Mathieu é ator comediante de cinema, com sucesso e mediatismo, mas a sua verdadeira paixão é o teatro. O medo que o assola fê-lo largar a peça teatral que finalmente iria interpretar, em Paris, e fugir para um retiro (existencial) à beira-mar, alguns dias, num hotel de tratamentos termais. Vencido pela vida, assim está, embrulhado num roupão branco, solitário, como o velho que vemos a arrastar-se no andarilho, que surge nos primeiros planos do interior da estância termal, e que prende o olhar vazio de Mathieu. A personagem de Canet assemelha-se um tanto ou quanto a Philippe de ‘Um Outro Mundo’: ambos divididos entre o que querem (ou julgam querer) e, por outro lado, o que devem fazer para salvaguardar um modus vivendis assente em conforto financeiro, que ambos conquistaram.
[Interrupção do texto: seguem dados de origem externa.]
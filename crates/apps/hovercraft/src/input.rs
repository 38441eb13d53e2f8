//! Per-frame controls and the latched toggles they drive

use hovercraft_physics::ThrustInput;

/// Keys held down during a frame
#[derive(Debug, Clone, Copy, Default, PartialEq, Eq)]
pub struct FrameInput {
    pub thrust: ThrustInput,
    /// Swing the camera behind the vehicle's heading while held
    pub center_camera: bool,
    pub pause: bool,
    pub help: bool,
    pub camera_distance: bool,
    pub wireframe: bool,
    pub shadow_volumes: bool,
}

impl FrameInput {
    pub fn with_thrust(thrust: ThrustInput) -> Self {
        Self {
            thrust,
            ..Default::default()
        }
    }
}

/// Settings flipped by a key press
#[derive(Debug, Clone, Copy, PartialEq, Eq, Hash)]
pub enum Toggle {
    Pause,
    Help,
    CameraDistance,
    Wireframe,
    ShadowVolumes,
}

impl Toggle {
    pub const ALL: [Toggle; 5] = [
        Toggle::Pause,
        Toggle::Help,
        Toggle::CameraDistance,
        Toggle::Wireframe,
        Toggle::ShadowVolumes,
    ];

    fn held(self, input: &FrameInput) -> bool {
        match self {
            Toggle::Pause => input.pause,
            Toggle::Help => input.help,
            Toggle::CameraDistance => input.camera_distance,
            Toggle::Wireframe => input.wireframe,
            Toggle::ShadowVolumes => input.shadow_volumes,
        }
    }

    fn index(self) -> usize {
        self as usize
    }
}

/// Toggle state, flipped once per press rather than every frame a key is held
#[derive(Debug, Clone, Default, PartialEq, Eq)]
pub struct Toggles {
    state: [bool; 5],
    held: [bool; 5],
}

impl Toggles {
    pub fn new() -> Self {
        Self::default()
    }

    /// Apply one frame of input; returns the toggles that flipped
    pub fn update(&mut self, input: &FrameInput) -> Vec<Toggle> {
        let mut flipped = Vec::new();
        for toggle in Toggle::ALL {
            let i = toggle.index();
            let down = toggle.held(input);
            if down && !self.held[i] {
                self.state[i] = !self.state[i];
                flipped.push(toggle);
            }
            self.held[i] = down;
        }
        flipped
    }

    pub fn is_on(&self, toggle: Toggle) -> bool {
        self.state[toggle.index()]
    }

    pub fn paused(&self) -> bool {
        self.is_on(Toggle::Pause)
    }

    pub fn show_help(&self) -> bool {
        self.is_on(Toggle::Help)
    }

    /// Close camera mode
    pub fn camera_near(&self) -> bool {
        self.is_on(Toggle::CameraDistance)
    }

    pub fn wireframe(&self) -> bool {
        self.is_on(Toggle::Wireframe)
    }

    pub fn show_shadow_volumes(&self) -> bool {
        self.is_on(Toggle::ShadowVolumes)
    }
}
Mathieu é questionado por um empregado de mesa se ganha bem enquanto ator, pois tem uma amiga que faz teatro e é muito mal paga – ele faz cinema, é conhecido do grande público, e obviamente recebe outro tipo de cachet -, o luxuoso hotel, que chega até a ser satirizado pelo filme em alguns pormenores, é a paisagem que reflete esse seu desafogo. Também o protagonista de ‘Um Outro Mundo’, diretor de uma fábrica, foi cedendo nas suas convicções humanistas no trabalho e foi prescindindo do tempo dedicado à família em prol de um património financeiro que vemos a ser escalpelizado aquando do divórcio, ou da sumptuosa casa que depois é colocada à venda – a câmara cola-se ao rosto de Philippe enquanto os interessados realçam todas as suas virtudes e valências. Ambos, Mathieu e Philippe, socorrem-se de comprimidos que acalmam ou relaxam – supomos que esse seja o propósito -, ambos correm na passadeira desalmadamente, mas para lado nenhum. É curioso que nesse último filme dessa trilogia laboral, Brizé ensaia já a tal exploração do ser mais afetivo – na relação com a mulher, de quem se está a divorciar, e com o filho, mergulhado em problemas do foro psiquiátrico -, mas sem conseguir ser profundo, continuando a sobrepor-se o ser laboral que havia emergido na indignação submissa que vemos em ‘A Lei do Mercado’ e na cólera que presenciamos no ‘Em Guerra’.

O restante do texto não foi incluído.